A lull in the growth of global demand on the heels of the financial crisis led to an overabundance of nurses domestically and a crack down on sub-par nursing programs in 2011. New regulation now requires that schools have sufficient training laboratories, faculty with robust teaching credentials, the availability of a base hospital for clinicals, and a certain percentage of students to pass board exams. Just in the region around DLSHSI, 16 nursing schools have been closed as a result.

At De La Salle, all classes are taught in English, and some of their students come from abroad.  90% of the faculty have or are completing PhD degrees, and the school has a simulation laboratory more well equipped than many in the United States.
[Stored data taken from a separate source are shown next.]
//! TOML config file loading and validation: pin assignments, output polarity
//! and the simulation seed.  Agronomic thresholds and timing are compiled in
//! and cannot be changed here.

use anyhow::{bail, Context, Result};
use serde::Deserialize;
use std::collections::HashMap;
use std::path::Path;

/// Used when `CONFIG_PATH` is not set.
pub const DEFAULT_CONFIG_PATH: &str = "controller.toml";

/// Longest startup self-test we allow.
const MAX_SELF_TEST_SECS: u64 = 60;

// ---------------------------------------------------------------------------
// Config file structures
// ---------------------------------------------------------------------------

#[derive(Debug, Default, Deserialize)]
#[serde(default, deny_unknown_fields)]
pub struct Config {
    pub pins: PinConfig,
    pub actuator: ActuatorConfig,
    pub simulation: SimulationConfig,
}

/// BCM GPIO numbers.
#[derive(Debug, Clone, Deserialize)]
#[serde(default, deny_unknown_fields)]
pub struct PinConfig {
    pub phosphorus_button: i64,
    pub potassium_button: i64,
    pub humidity_sensor: i64,
    pub relay: i64,
    pub indicator: i64,
}

impl Default for PinConfig {
    fn default() -> Self {
        Self {
            phosphorus_button: 12,
            potassium_button: 14,
            humidity_sensor: 15,
            relay: 27,
            indicator: 2,
        }
    }
}

#[derive(Debug, Clone, Deserialize)]
#[serde(default, deny_unknown_fields)]
pub struct ActuatorConfig {
    pub relay_active_low: bool,
    pub indicator_active_low: bool,
    pub self_test_secs: u64,
}

impl Default for ActuatorConfig {
    fn default() -> Self {
        Self {
            relay_active_low: false,
            indicator_active_low: false,
            self_test_secs: 3,
        }
    }
}

#[derive(Debug, Clone, Default, Deserialize)]
#[serde(default, deny_unknown_fields)]
pub struct SimulationConfig {
    /// Seed for the moisture fallback simulator.  Random when absent.
    pub seed: Option<u64>,
}

// ---------------------------------------------------------------------------
// GPIO whitelist
// ---------------------------------------------------------------------------

/// BCM GPIO pins available on the Raspberry Pi 40-pin header for general
/// use. GPIO 0-1 are reserved for the ID EEPROM and must never be used.
/// GPIO 28+ are not exposed on the standard header.
const VALID_GPIO_PINS: std::ops::RangeInclusive<i64> = 2..=27;

// ---------------------------------------------------------------------------
// Validation
// ---------------------------------------------------------------------------

impl PinConfig {
    fn named(&self) -> [(&'static str, i64); 5] {
        [
            ("phosphorus_button", self.phosphorus_button),
            ("potassium_button", self.potassium_button),
            ("humidity_sensor", self.humidity_sensor),
            ("relay", self.relay),
            ("indicator", self.indicator),
        ]
    }
}

impl Config {
    /// Validate all entries. Returns `Ok(())` or an error describing every
    /// violation found (not just the first one).
    pub fn validate(&self) -> Result<()> {
        let mut errors: Vec<String> = Vec::new();

        self.validate_pins(&mut errors);

        if self.actuator.self_test_secs > MAX_SELF_TEST_SECS {
            errors.push(format!(
                "actuator: self_test_secs {} exceeds maximum of {MAX_SELF_TEST_SECS}",
                self.actuator.self_test_secs
            ));
        }

        if errors.is_empty() {
            Ok(())
        } else {
            bail!(
                "config validation failed ({} error{}):\n  - {}",
                errors.len(),
                if errors.len() == 1 { "" } else { "s" },
                errors.join("\n  - ")
            );
        }
    }

    fn validate_pins(&self, errors: &mut Vec<String>) {
        let mut seen: HashMap<i64, &str> = HashMap::new();

        for (name, pin) in self.pins.named() {
            if !VALID_GPIO_PINS.contains(&pin) {
                errors.push(format!(
                    "pins.{name}: {pin} is not a valid BCM GPIO pin (allowed: 2-27)"
                ));
            } else if let Some(other) = seen.insert(pin, name) {
                errors.push(format!("pins.{name}: gpio {pin} is already used by {other}"));
            }
        }
    }

    /// Apply `RELAY_ACTIVE_LOW` and `SIM_SEED` overrides.
    fn apply_env(&mut self, get: impl Fn(&str) -> Option<String>) -> Result<()> {
        if let Some(v) = get("RELAY_ACTIVE_LOW") {
            self.actuator.relay_active_low = v == "1" || v.eq_ignore_ascii_case("true");
        }
        if let Some(v) = get("SIM_SEED") {
            let seed = v
                .trim()
                .parse()
                .with_context(|| format!("invalid SIM_SEED: {v:?}"))?;
            self.simulation.seed = Some(seed);
        }
        Ok(())
    }
}

// ---------------------------------------------------------------------------
// Load
// ---------------------------------------------------------------------------

pub fn parse(contents: &str) -> Result<Config> {
    toml::from_str(contents).context("failed to parse config")
}

/// Read, parse, and validate a TOML config file.
pub fn load(path: &str) -> Result<Config> {
    let contents =
        std::fs::read_to_string(path).with_context(|| format!("failed to read config: {path}"))?;
    let config = parse(&contents).with_context(|| format!("in config file: {path}"))?;
    config
        .validate()
        .with_context(|| format!("invalid config: {path}"))?;
    Ok(config)
}

/// Resolve the config from the environment.  An explicit `CONFIG_PATH` must
/// exist; the default path is optional and built-in defaults apply without
/// it.  Environment overrides are applied last and re-validated.
pub fn from_env() -> Result<Config> {
    resolve(|key| std::env::var(key).ok())
}

fn resolve(get: impl Fn(&str) -> Option<String>) -> Result<Config> {
    let mut config = match get("CONFIG_PATH") {
        Some(path) => load(&path)?,
        None if Path::new(DEFAULT_CONFIG_PATH).exists() => load(DEFAULT_CONFIG_PATH)?,
        None => Config::default(),
    };
    config.apply_env(get)?;
    config.validate().context("invalid config after environment overrides")?;

    tracing::info!(
        pins = ?config.pins,
        relay_active_low = config.actuator.relay_active_low,
        indicator_active_low = config.actuator.indicator_active_low,
        seed = ?config.simulation.seed,
        "config loaded"
    );

    Ok(config)
}

// ===========================================================================
// Tests
// ===========================================================================

#[cfg(test)]
mod tests {
    use super::*;

    /// Assert validation fails and the error message contains `needle`.
    fn assert_validation_err(cfg: &Config, needle: &str) {
        let err = cfg.validate().unwrap_err();
        let msg = format!("{err:#}");
        assert!(
            msg.contains(needle),
            "expected error containing {needle:?}, got: {msg}"
        );
    }

    fn env(pairs: &[(&str, &str)]) -> impl Fn(&str) -> Option<String> {
        let map: HashMap<String, String> = pairs
            .iter()
            .map(|(k, v)| (k.to_string(), v.to_string()))
            .collect();
        move |k: &str| map.get(k).cloned()
    }

    // -- Parsing ----------------------------------------------------------

    #[test]
    fn parse_full_config() {
        let toml_str = r#"
[pins]
phosphorus_button = 5
potassium_button = 6
humidity_sensor = 4
relay = 17
indicator = 22

[actuator]
relay_active_low = true
self_test_secs = 1

[simulation]
seed = 1234
"#;
        let config = parse(toml_str).unwrap();
        assert_eq!(config.pins.phosphorus_button, 5);
        assert_eq!(config.pins.relay, 17);
        assert!(config.actuator.relay_active_low);
        assert!(!config.actuator.indicator_active_low);
        assert_eq!(config.actuator.self_test_secs, 1);
        assert_eq!(config.simulation.seed, Some(1234));
        config.validate().unwrap();
    }

    #[test]
    fn parse_empty_config_uses_defaults() {
        let config = parse("").unwrap();
        assert_eq!(config.pins.phosphorus_button, 12);
        assert_eq!(config.pins.potassium_button, 14);
        assert_eq!(config.pins.humidity_sensor, 15);
        assert_eq!(config.pins.relay, 27);
        assert_eq!(config.pins.indicator, 2);
        assert_eq!(config.actuator.self_test_secs, 3);
        assert_eq!(config.simulation.seed, None);
    }

    #[test]
    fn parse_partial_section_keeps_other_defaults() {
        let config = parse("[pins]\nrelay = 21\n").unwrap();
        assert_eq!(config.pins.relay, 21);
        assert_eq!(config.pins.indicator, 2);
    }

    #[test]
    fn thresholds_are_not_configurable() {
        let err = parse("[thresholds]\nmoisture_min = 40.0\n").unwrap_err();
        assert!(format!("{err:#}").contains("unknown field"), "{err:#}");
    }

    // -- Validation -------------------------------------------------------

    #[test]
    fn default_config_passes() {
        Config::default().validate().unwrap();
    }

    #[test]
    fn gpio_pin_0_rejected() {
        let mut cfg = Config::default();
        cfg.pins.relay = 0;
        assert_validation_err(&cfg, "pins.relay: 0 is not a valid BCM GPIO pin");
    }

    #[test]
    fn gpio_pin_28_rejected() {
        let mut cfg = Config::default();
        cfg.pins.humidity_sensor = 28;
        assert_validation_err(&cfg, "pins.humidity_sensor: 28 is not a valid");
    }

    #[test]
    fn gpio_boundaries_accepted() {
        let mut cfg = Config::default();
        cfg.pins.indicator = 2;
        cfg.pins.relay = 27;
        cfg.validate().unwrap();
    }

    #[test]
    fn duplicate_pin_rejected() {
        let mut cfg = Config::default();
        cfg.pins.indicator = cfg.pins.relay;
        assert_validation_err(&cfg, "pins.indicator: gpio 27 is already used by relay");
    }

    #[test]
    fn self_test_too_long_rejected() {
        let mut cfg = Config::default();
        cfg.actuator.self_test_secs = 61;
        assert_validation_err(&cfg, "self_test_secs 61 exceeds maximum");
    }

    #[test]
    fn multiple_errors_collected() {
        let mut cfg = Config::default();
        cfg.pins.phosphorus_button = -1;
        cfg.pins.potassium_button = 40;
        cfg.actuator.self_test_secs = 600;
        let err = cfg.validate().unwrap_err();
        let msg = format!("{err:#}");
        assert!(msg.contains("3 errors"), "{msg}");
        assert!(msg.contains("pins.phosphorus_button"), "{msg}");
        assert!(msg.contains("pins.potassium_button"), "{msg}");
        assert!(msg.contains("self_test_secs"), "{msg}");
    }

    // -- Environment ------------------------------------------------------

    #[test]
    fn env_overrides_polarity_and_seed() {
        let mut cfg = Config::default();
        cfg.apply_env(env(&[("RELAY_ACTIVE_LOW", "TRUE"), ("SIM_SEED", " 99 ")]))
            .unwrap();
        assert!(cfg.actuator.relay_active_low);
        assert_eq!(cfg.simulation.seed, Some(99));
    }

    #[test]
    fn env_relay_active_low_false() {
        let mut cfg = Config::default();
        cfg.actuator.relay_active_low = true;
        cfg.apply_env(env(&[("RELAY_ACTIVE_LOW", "0")])).unwrap();
        assert!(!cfg.actuator.relay_active_low);
    }

    #[test]
    fn env_bad_seed_rejected() {
        let mut cfg = Config::default();
        let err = cfg.apply_env(env(&[("SIM_SEED", "abc")])).unwrap_err();
        assert!(format!("{err:#}").contains("invalid SIM_SEED"));
    }

    #[test]
    fn explicit_missing_config_path_is_error() {
        let err = resolve(env(&[("CONFIG_PATH", "/nonexistent/controller.toml")])).unwrap_err();
        assert!(format!("{err:#}").contains("failed to read config"));
    }
}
“The most valuable lesson students learn at De La Salle [however] is discipline.”

-Says a graduate who is now head nurse at a unit in New York City.

Outside global demand trends, the biggest changes nursing school administrators have seen has been with the students themselves. A member of the academic administration noted that during her 27 years of teaching at De La Salle she has seen less confidence and willingness to learn new skills and work hard, and more “attitude” than when she first started. She noted other millennial characteristics: more emotional instability, less respect, and more “gadget distraction.” Another difference she noted are the prevalence in mental health conditions. While there may have been 1 student out of 160 with an identifiable mental health condition at the start of her tenure, there are now several out of a class of 40 diagnosed with depression, bipolar disease, or ADHD. All of these combined factors have led to a more challenging teaching climate as instructors wear more hats: a teacher, a parent, a friend, a mental health counselor, and, for students who have been shielded from disappointment by their parents, a disciplinarian. In response, nursing schools like De La Salle then have opted to take a more individualized approach to cater to these changing student demographics.

As Philippines is the number one exporter of nurses in the world, it is crucial that nursing institutes throughout the world create solutions together to prepare for changing healthcare ecosystems, a rise in digitization, and new generations of global student leaders.